> [MATERIAL SUPPLIED]
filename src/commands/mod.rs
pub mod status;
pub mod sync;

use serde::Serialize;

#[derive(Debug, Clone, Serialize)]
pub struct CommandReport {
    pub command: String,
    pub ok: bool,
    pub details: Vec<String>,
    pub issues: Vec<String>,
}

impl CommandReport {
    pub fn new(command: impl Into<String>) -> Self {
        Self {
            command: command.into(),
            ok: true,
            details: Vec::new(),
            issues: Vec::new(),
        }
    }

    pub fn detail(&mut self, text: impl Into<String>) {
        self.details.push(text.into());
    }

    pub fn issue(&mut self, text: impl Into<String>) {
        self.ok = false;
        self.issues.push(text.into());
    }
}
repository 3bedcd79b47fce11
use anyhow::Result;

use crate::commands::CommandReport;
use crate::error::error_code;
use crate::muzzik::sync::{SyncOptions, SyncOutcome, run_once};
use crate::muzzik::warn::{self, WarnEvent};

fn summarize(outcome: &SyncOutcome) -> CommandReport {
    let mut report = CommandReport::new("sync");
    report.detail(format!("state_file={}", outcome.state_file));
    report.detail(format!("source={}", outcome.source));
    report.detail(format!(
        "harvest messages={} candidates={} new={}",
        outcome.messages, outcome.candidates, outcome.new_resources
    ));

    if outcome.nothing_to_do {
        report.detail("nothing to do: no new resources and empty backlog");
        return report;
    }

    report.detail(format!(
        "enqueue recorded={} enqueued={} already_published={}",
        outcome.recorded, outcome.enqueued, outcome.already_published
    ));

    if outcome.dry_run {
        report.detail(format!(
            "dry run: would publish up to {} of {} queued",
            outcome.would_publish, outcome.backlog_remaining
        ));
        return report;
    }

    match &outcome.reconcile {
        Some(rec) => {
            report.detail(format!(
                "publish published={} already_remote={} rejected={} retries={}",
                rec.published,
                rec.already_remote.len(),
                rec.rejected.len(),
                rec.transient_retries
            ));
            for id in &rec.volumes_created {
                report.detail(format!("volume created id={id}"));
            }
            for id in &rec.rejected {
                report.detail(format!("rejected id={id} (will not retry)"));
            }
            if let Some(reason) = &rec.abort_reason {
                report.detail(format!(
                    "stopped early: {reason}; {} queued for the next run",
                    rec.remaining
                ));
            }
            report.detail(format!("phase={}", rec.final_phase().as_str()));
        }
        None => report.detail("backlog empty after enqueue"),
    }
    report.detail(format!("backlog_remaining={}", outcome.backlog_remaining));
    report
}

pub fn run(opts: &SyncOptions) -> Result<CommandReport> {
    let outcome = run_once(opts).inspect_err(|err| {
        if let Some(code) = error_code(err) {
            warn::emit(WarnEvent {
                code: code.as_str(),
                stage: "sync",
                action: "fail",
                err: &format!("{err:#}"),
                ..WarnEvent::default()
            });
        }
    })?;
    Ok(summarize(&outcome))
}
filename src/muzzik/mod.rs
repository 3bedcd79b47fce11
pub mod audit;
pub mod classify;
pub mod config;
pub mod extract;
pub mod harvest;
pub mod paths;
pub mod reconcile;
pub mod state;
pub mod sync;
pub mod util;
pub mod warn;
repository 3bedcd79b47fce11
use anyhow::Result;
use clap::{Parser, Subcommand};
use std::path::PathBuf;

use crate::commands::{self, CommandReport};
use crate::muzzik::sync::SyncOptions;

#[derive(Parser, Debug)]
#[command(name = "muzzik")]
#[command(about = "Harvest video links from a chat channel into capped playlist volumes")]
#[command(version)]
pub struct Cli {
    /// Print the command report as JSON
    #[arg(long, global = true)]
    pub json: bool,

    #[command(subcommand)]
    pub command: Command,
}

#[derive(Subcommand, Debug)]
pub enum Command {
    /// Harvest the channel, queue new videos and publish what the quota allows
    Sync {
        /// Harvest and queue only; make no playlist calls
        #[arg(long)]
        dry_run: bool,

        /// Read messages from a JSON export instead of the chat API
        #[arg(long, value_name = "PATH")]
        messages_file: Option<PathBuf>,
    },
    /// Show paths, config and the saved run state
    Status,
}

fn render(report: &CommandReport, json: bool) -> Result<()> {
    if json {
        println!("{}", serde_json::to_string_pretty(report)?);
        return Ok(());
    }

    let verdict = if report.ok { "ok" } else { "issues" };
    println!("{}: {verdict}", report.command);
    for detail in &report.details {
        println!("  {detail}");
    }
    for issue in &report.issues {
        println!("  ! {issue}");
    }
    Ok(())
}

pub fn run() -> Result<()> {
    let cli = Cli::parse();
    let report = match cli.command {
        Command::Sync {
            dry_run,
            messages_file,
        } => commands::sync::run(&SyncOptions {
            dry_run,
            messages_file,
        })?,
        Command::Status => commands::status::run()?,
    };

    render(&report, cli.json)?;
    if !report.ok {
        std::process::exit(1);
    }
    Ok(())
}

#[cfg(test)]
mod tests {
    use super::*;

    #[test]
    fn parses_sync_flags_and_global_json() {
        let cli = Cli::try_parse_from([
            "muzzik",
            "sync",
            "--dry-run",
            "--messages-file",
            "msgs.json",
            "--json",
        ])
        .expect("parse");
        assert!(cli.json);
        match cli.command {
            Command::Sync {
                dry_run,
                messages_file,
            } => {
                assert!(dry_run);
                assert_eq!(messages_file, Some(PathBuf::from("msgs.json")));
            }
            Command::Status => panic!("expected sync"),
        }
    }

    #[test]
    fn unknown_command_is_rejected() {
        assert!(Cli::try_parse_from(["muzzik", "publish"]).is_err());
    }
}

...

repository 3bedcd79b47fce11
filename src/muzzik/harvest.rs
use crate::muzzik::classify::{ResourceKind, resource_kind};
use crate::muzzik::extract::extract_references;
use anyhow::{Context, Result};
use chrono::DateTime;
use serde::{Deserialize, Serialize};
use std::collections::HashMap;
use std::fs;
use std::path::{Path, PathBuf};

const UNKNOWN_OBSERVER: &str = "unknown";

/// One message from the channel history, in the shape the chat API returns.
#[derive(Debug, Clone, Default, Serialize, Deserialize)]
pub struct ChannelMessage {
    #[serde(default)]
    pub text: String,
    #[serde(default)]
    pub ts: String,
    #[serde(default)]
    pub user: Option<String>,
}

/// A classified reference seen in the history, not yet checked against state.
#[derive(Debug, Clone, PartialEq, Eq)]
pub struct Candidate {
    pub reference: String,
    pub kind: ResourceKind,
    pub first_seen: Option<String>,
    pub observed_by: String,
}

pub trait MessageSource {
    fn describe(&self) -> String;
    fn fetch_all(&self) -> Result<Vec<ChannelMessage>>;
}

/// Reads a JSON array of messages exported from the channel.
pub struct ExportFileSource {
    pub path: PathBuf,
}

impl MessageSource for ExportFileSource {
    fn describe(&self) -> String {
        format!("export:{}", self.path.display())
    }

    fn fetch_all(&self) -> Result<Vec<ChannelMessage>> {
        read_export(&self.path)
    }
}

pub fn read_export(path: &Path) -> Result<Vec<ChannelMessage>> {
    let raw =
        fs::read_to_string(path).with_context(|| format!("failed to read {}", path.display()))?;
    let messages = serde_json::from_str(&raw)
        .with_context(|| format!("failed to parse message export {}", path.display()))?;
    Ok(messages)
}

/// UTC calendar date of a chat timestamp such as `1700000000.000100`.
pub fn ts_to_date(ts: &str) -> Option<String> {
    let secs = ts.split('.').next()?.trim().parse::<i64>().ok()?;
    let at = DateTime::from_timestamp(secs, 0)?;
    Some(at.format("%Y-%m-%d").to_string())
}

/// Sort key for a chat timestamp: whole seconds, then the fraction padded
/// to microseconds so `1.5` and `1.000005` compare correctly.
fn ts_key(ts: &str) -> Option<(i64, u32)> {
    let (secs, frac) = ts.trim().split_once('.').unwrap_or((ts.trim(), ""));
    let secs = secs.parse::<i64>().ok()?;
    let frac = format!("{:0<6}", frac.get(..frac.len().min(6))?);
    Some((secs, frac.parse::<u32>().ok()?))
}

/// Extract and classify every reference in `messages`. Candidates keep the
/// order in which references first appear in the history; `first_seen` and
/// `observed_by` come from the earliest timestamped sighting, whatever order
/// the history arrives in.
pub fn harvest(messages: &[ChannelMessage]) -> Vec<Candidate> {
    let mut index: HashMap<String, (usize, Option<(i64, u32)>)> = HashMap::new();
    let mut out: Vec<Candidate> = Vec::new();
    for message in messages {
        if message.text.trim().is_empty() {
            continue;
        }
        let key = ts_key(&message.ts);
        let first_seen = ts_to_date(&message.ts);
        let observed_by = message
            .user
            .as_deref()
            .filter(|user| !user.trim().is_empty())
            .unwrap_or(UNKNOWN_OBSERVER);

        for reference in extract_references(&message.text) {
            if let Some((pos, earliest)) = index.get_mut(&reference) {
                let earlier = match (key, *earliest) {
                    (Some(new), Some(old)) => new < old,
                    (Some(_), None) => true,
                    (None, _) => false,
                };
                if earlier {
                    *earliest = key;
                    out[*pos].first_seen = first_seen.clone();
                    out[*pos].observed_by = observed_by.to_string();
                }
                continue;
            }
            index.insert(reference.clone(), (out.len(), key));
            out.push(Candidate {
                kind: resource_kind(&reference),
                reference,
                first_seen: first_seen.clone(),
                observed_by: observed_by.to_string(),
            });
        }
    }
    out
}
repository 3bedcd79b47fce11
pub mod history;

* * *

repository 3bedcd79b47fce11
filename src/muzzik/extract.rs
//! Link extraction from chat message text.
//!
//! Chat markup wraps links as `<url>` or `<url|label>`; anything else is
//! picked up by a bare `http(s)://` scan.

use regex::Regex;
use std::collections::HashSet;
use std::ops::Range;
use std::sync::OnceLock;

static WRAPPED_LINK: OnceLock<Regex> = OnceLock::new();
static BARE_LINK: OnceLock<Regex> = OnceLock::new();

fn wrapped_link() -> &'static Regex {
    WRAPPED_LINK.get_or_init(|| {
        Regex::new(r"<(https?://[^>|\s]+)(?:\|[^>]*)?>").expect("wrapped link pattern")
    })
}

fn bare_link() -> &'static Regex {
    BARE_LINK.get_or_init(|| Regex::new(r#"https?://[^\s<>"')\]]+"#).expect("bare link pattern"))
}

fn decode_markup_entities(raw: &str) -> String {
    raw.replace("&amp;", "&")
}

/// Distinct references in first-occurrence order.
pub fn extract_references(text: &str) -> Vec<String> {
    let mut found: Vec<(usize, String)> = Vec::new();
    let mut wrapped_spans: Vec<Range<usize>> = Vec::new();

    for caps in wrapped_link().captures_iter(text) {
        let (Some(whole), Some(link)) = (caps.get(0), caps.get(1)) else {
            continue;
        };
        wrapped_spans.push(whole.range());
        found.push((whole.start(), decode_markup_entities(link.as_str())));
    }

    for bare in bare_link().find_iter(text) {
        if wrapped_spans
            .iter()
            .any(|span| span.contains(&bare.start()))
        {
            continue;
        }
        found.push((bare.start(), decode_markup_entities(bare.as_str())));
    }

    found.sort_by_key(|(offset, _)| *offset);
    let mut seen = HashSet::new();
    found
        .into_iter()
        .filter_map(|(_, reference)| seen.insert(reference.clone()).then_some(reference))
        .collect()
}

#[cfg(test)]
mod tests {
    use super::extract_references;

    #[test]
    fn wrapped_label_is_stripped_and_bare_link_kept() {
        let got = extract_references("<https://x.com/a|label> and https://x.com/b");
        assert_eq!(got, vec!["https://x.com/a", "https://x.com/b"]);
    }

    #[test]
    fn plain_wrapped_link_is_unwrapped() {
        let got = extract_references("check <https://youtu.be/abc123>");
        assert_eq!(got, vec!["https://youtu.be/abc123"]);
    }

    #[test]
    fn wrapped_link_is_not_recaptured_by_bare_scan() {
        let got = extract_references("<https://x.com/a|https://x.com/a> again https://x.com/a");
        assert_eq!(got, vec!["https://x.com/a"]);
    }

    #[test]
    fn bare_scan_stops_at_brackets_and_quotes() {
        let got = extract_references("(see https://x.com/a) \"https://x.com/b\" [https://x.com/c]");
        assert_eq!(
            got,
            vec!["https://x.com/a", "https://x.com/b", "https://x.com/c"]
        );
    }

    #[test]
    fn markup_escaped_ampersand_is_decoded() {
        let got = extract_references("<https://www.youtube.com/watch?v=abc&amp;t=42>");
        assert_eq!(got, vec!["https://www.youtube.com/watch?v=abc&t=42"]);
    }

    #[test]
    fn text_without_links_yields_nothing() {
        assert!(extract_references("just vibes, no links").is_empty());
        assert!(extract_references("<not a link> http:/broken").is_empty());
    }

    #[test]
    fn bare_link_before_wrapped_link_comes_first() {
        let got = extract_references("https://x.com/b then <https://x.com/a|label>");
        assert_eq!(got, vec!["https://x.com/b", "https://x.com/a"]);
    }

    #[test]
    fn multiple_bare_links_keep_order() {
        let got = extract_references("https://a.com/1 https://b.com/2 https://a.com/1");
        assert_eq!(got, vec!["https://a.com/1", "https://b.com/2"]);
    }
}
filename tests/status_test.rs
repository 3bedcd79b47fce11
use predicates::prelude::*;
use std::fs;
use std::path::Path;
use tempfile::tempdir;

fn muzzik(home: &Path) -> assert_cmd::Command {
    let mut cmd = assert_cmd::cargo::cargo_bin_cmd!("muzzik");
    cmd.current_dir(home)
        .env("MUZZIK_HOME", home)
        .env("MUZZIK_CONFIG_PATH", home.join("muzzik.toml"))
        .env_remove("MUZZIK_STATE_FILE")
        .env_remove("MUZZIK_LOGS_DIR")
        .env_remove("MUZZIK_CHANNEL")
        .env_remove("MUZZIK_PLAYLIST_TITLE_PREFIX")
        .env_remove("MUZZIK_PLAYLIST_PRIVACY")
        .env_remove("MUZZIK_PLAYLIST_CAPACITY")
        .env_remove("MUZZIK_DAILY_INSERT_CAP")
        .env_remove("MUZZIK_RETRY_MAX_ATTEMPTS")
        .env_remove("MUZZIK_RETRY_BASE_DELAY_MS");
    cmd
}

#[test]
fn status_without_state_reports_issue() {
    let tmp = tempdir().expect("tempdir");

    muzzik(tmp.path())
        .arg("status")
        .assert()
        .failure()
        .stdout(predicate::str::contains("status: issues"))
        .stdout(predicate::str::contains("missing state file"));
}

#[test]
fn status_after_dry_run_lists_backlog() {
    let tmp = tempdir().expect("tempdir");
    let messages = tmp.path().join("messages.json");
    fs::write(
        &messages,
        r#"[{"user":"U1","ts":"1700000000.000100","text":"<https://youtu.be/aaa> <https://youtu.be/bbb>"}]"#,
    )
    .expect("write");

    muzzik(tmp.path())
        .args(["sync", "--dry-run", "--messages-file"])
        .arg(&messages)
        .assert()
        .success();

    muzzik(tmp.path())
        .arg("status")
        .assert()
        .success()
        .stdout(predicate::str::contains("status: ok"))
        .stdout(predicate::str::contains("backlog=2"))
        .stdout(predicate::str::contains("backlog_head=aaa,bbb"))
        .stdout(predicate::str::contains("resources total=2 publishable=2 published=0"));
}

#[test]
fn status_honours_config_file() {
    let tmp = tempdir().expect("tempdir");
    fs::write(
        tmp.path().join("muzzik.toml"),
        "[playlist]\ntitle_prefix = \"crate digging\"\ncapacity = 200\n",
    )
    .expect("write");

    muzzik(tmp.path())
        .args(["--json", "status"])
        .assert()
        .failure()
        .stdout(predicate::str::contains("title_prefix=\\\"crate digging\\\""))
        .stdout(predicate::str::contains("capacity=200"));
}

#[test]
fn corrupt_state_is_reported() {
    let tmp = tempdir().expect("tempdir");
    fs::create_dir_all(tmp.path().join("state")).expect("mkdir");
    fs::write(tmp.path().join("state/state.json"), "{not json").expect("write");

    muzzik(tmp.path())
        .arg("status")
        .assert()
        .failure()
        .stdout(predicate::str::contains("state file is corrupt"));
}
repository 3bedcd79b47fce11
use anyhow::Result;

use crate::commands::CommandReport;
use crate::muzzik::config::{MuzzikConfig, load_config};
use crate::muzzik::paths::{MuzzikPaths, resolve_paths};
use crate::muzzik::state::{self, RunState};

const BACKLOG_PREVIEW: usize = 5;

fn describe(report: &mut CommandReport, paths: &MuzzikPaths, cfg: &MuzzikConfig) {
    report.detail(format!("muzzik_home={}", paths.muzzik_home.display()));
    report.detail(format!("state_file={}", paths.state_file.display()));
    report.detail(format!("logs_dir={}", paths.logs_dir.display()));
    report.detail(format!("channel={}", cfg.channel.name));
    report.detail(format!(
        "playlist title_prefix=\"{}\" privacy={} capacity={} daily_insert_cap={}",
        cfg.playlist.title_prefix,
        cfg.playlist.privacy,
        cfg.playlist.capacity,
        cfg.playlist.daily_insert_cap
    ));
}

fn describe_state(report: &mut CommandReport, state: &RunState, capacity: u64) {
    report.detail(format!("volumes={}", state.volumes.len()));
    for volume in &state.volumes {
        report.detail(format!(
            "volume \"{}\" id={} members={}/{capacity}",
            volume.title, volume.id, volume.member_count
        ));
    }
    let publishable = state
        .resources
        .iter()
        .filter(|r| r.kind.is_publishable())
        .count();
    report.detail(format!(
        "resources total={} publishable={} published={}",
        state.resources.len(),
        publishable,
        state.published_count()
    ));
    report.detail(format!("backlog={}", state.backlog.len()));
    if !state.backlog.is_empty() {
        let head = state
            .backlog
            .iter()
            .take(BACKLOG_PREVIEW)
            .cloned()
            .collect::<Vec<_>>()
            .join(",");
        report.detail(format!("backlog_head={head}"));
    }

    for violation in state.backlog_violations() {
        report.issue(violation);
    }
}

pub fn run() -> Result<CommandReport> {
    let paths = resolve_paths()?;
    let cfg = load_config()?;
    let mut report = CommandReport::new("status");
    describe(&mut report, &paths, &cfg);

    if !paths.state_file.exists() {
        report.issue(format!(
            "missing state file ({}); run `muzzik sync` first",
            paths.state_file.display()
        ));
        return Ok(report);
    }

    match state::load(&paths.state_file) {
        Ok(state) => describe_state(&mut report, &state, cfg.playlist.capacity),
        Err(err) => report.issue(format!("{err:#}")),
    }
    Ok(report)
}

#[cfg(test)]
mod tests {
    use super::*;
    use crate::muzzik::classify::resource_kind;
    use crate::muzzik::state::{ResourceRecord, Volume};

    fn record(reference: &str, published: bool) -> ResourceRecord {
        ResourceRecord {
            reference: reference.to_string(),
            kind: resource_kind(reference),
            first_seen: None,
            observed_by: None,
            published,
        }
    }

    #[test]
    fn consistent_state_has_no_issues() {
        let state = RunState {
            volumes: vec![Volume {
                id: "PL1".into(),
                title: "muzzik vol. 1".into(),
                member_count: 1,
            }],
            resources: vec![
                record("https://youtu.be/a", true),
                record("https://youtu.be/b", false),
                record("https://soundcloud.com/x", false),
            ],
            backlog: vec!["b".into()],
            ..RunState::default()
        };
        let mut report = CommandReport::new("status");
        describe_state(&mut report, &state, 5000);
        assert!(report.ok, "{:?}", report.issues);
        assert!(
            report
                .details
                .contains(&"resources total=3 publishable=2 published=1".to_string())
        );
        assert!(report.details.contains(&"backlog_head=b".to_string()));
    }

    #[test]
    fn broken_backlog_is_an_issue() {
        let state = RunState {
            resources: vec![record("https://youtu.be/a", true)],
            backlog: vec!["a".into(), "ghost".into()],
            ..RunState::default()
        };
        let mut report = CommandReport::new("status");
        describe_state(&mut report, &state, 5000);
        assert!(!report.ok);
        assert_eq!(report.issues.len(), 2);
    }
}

> [WORK INSTRUCTION]
Extract every line of the records above that contains the word "SyncOutcome".

> [TASK OUTPUT]
use crate::muzzik::sync::{SyncOptions, SyncOutcome, run_once};
fn summarize(outcome: &SyncOutcome) -> CommandReport {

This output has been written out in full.